- Work required -
I'd like every record given again exactly, please.

──────── Task input

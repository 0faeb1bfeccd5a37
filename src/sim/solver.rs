//! Pump operating point from the hydraulic energy balance.
//!
//! With the pump running, the head it delivers must equal the tank level plus
//! the friction losses in both mains plus the velocity head of the moving tank
//! surface:
//!
//! ```text
//! a1 + a2 Q^2 = z + k1 Q^2 + k2 (Q - Q_R)^2 + (Q - Q_R - Q_D)^2 / (2 g A^2)
//! ```
//!
//! which rearranges into `A Q^2 + B Q + C = 0`.

use std::fmt;

use super::error::SimError;
use crate::model::{DemandCurve, PhysicalModel};

/// Leading coefficients smaller than this are treated as zero.
pub const LEADING_TOLERANCE: f64 = 1e-12;
/// Imaginary parts smaller than this are rounding noise on a double root.
pub const IMAGINARY_TOLERANCE: f64 = 1e-9;

/// Roots of a polynomial of degree at most two.
#[derive(Debug, Clone, Copy, PartialEq)]
pub enum Roots {
    /// Two real roots (equal for a double root).
    Real(f64, f64),
    /// The leading coefficient vanished; one root of the linear remainder.
    Linear(f64),
    /// Complex-conjugate pair `re ± i·im`.
    Complex { re: f64, im: f64 },
    /// Constant equation; no isolated root.
    Degenerate,
}

impl Roots {
    /// Strictly positive real roots.
    pub fn positive(&self) -> Vec<f64> {
        match *self {
            Roots::Real(r1, r2) if r1 == r2 => [r1].into_iter().filter(|r| *r > 0.0).collect(),
            Roots::Real(r1, r2) => [r1, r2].into_iter().filter(|r| *r > 0.0).collect(),
            Roots::Linear(r) if r > 0.0 => vec![r],
            _ => Vec::new(),
        }
    }
}

impl fmt::Display for Roots {
    fn fmt(&self, f: &mut fmt::Formatter<'_>) -> fmt::Result {
        match self {
            Roots::Real(r1, r2) => write!(f, "real roots {r1:.6}, {r2:.6}"),
            Roots::Linear(r) => write!(f, "linear root {r:.6}"),
            Roots::Complex { re, im } => write!(f, "complex roots {re:.6} ± {im:.6}i"),
            Roots::Degenerate => f.write_str("degenerate equation"),
        }
    }
}

/// Solves `a x^2 + b x + c = 0` in closed form.
///
/// Uses the cancellation-free form `q = -(b + sgn(b) sqrt(disc)) / 2`,
/// `x1 = q / a`, `x2 = c / q`.
///
/// # Examples
///
/// ```
/// use pump_sched::sim::solver::{solve_quadratic, Roots};
///
/// // (x - 2)(x + 3) = x^2 + x - 6
/// let Roots::Real(r1, r2) = solve_quadratic(1.0, 1.0, -6.0) else { panic!() };
/// let (lo, hi) = (r1.min(r2), r1.max(r2));
/// assert!((lo + 3.0).abs() < 1e-12 && (hi - 2.0).abs() < 1e-12);
/// ```
pub fn solve_quadratic(a: f64, b: f64, c: f64) -> Roots {
    if a.abs() < LEADING_TOLERANCE {
        if b.abs() < LEADING_TOLERANCE {
            return Roots::Degenerate;
        }
        return Roots::Linear(-c / b);
    }

    let disc = b * b - 4.0 * a * c;
    if disc < 0.0 {
        let re = -b / (2.0 * a);
        let im = (-disc).sqrt() / (2.0 * a.abs());
        if im < IMAGINARY_TOLERANCE {
            return Roots::Real(re, re);
        }
        return Roots::Complex { re, im };
    }

    let q = -0.5 * (b + b.signum() * disc.sqrt());
    if q == 0.0 {
        // b == 0 and disc == 0, hence c == 0
        return Roots::Real(0.0, 0.0);
    }
    Roots::Real(q / a, c / q)
}

/// Coefficients of the energy balance at one instant.
#[derive(Debug, Clone, Copy, PartialEq)]
pub struct EnergyBalance {
    pub a: f64,
    pub b: f64,
    pub c: f64,
}

impl EnergyBalance {
    /// Builds the balance for hour `t`, tank level `level_m`, and the selected demand envelope.
    pub fn at(model: &PhysicalModel, t: f64, level_m: f64, curve: DemandCurve) -> Self {
        let pump = model.pump();
        let k = model.losses();
        let g = model.gravity_m_h2();
        let area = model.tank().area_m2;
        let base = model.demand().base_m3h(t);
        let draw = base + model.demand().secondary_m3h(curve, t);
        let surface = g * area * area;

        Self {
            a: pump.a2 - k.k1 - k.k2 - 1.0 / (2.0 * surface),
            b: 2.0 * k.k2 * base + draw / surface,
            c: pump.a1 - level_m - k.k2 * base * base - draw * draw / (2.0 * surface),
        }
    }

    /// Left-hand side `A Q^2 + B Q + C`; zero at the operating point.
    pub fn residual(&self, flow_m3h: f64) -> f64 {
        (self.a * flow_m3h + self.b) * flow_m3h + self.c
    }

    pub fn roots(&self) -> Roots {
        solve_quadratic(self.a, self.b, self.c)
    }
}

/// Pump flow (m³/h) at hour `t` for tank level `level_m`.
///
/// # Errors
///
/// Returns [`SimError::InfeasiblePumpOperation`] unless the balance has exactly
/// one strictly positive real root.
pub fn pump_flow(
    model: &PhysicalModel,
    t: f64,
    level_m: f64,
    curve: DemandCurve,
) -> Result<f64, SimError> {
    let roots = EnergyBalance::at(model, t, level_m, curve).roots();
    match roots.positive().as_slice() {
        [flow] => Ok(*flow),
        _ => Err(SimError::InfeasiblePumpOperation {
            time_h: t,
            level_m,
            roots,
        }),
    }
}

────────────────

- Output for this task -
repository 0faeb1bfeccd5a37
filename src/sim/solver.rs
//! Pump operating point from the hydraulic energy balance.
//!
//! With the pump running, the head it delivers must equal the tank level plus
//! the friction losses in both mains plus the velocity head of the moving tank
//! surface:
//!
//! ```text
//! a1 + a2 Q^2 = z + k1 Q^2 + k2 (Q - Q_R)^2 + (Q - Q_R - Q_D)^2 / (2 g A^2)
//! ```
//!
//! which rearranges into `A Q^2 + B Q + C = 0`.

use std::fmt;

use super::error::SimError;
use crate::model::{DemandCurve, PhysicalModel};

/// Leading coefficients smaller than this are treated as zero.
pub const LEADING_TOLERANCE: f64 = 1e-12;
/// Imaginary parts smaller than this are rounding noise on a double root.
pub const IMAGINARY_TOLERANCE: f64 = 1e-9;

/// Roots of a polynomial of degree at most two.
#[derive(Debug, Clone, Copy, PartialEq)]
pub enum Roots {
    /// Two real roots (equal for a double root).
    Real(f64, f64),
    /// The leading coefficient vanished; one root of the linear remainder.
    Linear(f64),
    /// Complex-conjugate pair `re ± i·im`.
    Complex { re: f64, im: f64 },
    /// Constant equation; no isolated root.
    Degenerate,
}

impl Roots {
    /// Strictly positive real roots.
    pub fn positive(&self) -> Vec<f64> {
        match *self {
            Roots::Real(r1, r2) if r1 == r2 => [r1].into_iter().filter(|r| *r > 0.0).collect(),
            Roots::Real(r1, r2) => [r1, r2].into_iter().filter(|r| *r > 0.0).collect(),
            Roots::Linear(r) if r > 0.0 => vec![r],
            _ => Vec::new(),
        }
    }
}

impl fmt::Display for Roots {
    fn fmt(&self, f: &mut fmt::Formatter<'_>) -> fmt::Result {
        match self {
            Roots::Real(r1, r2) => write!(f, "real roots {r1:.6}, {r2:.6}"),
            Roots::Linear(r) => write!(f, "linear root {r:.6}"),
            Roots::Complex { re, im } => write!(f, "complex roots {re:.6} ± {im:.6}i"),
            Roots::Degenerate => f.write_str("degenerate equation"),
        }
    }
}

/// Solves `a x^2 + b x + c = 0` in closed form.
///
/// Uses the cancellation-free form `q = -(b + sgn(b) sqrt(disc)) / 2`,
/// `x1 = q / a`, `x2 = c / q`.
///
/// # Examples
///
/// ```
/// use pump_sched::sim::solver::{solve_quadratic, Roots};
///
/// // (x - 2)(x + 3) = x^2 + x - 6
/// let Roots::Real(r1, r2) = solve_quadratic(1.0, 1.0, -6.0) else { panic!() };
/// let (lo, hi) = (r1.min(r2), r1.max(r2));
/// assert!((lo + 3.0).abs() < 1e-12 && (hi - 2.0).abs() < 1e-12);
/// ```
pub fn solve_quadratic(a: f64, b: f64, c: f64) -> Roots {
    if a.abs() < LEADING_TOLERANCE {
        if b.abs() < LEADING_TOLERANCE {
            return Roots::Degenerate;
        }
        return Roots::Linear(-c / b);
    }

    let disc = b * b - 4.0 * a * c;
    if disc < 0.0 {
        let re = -b / (2.0 * a);
        let im = (-disc).sqrt() / (2.0 * a.abs());
        if im < IMAGINARY_TOLERANCE {
            return Roots::Real(re, re);
        }
        return Roots::Complex { re, im };
    }

    let q = -0.5 * (b + b.signum() * disc.sqrt());
    if q == 0.0 {
        // b == 0 and disc == 0, hence c == 0
        return Roots::Real(0.0, 0.0);
    }
    Roots::Real(q / a, c / q)
}

/// Coefficients of the energy balance at one instant.
#[derive(Debug, Clone, Copy, PartialEq)]
pub struct EnergyBalance {
    pub a: f64,
    pub b: f64,
    pub c: f64,
}

impl EnergyBalance {
    /// Builds the balance for hour `t`, tank level `level_m`, and the selected demand envelope.
    pub fn at(model: &PhysicalModel, t: f64, level_m: f64, curve: DemandCurve) -> Self {
        let pump = model.pump();
        let k = model.losses();
        let g = model.gravity_m_h2();
        let area = model.tank().area_m2;
        let base = model.demand().base_m3h(t);
        let draw = base + model.demand().secondary_m3h(curve, t);
        let surface = g * area * area;

        Self {
            a: pump.a2 - k.k1 - k.k2 - 1.0 / (2.0 * surface),
            b: 2.0 * k.k2 * base + draw / surface,
            c: pump.a1 - level_m - k.k2 * base * base - draw * draw / (2.0 * surface),
        }
    }

    /// Left-hand side `A Q^2 + B Q + C`; zero at the operating point.
    pub fn residual(&self, flow_m3h: f64) -> f64 {
        (self.a * flow_m3h + self.b) * flow_m3h + self.c
    }

    pub fn roots(&self) -> Roots {
        solve_quadratic(self.a, self.b, self.c)
    }
}

/// Pump flow (m³/h) at hour `t` for tank level `level_m`.
///
/// # Errors
///
/// Returns [`SimError::InfeasiblePumpOperation`] unless the balance has exactly
/// one strictly positive real root.
pub fn pump_flow(
    model: &PhysicalModel,
    t: f64,
    level_m: f64,
    curve: DemandCurve,
) -> Result<f64, SimError> {
    let roots = EnergyBalance::at(model, t, level_m, curve).roots();
    match roots.positive().as_slice() {
        [flow] => Ok(*flow),
        _ => Err(SimError::InfeasiblePumpOperation {
            time_h: t,
            level_m,
            roots,
        }),
    }
}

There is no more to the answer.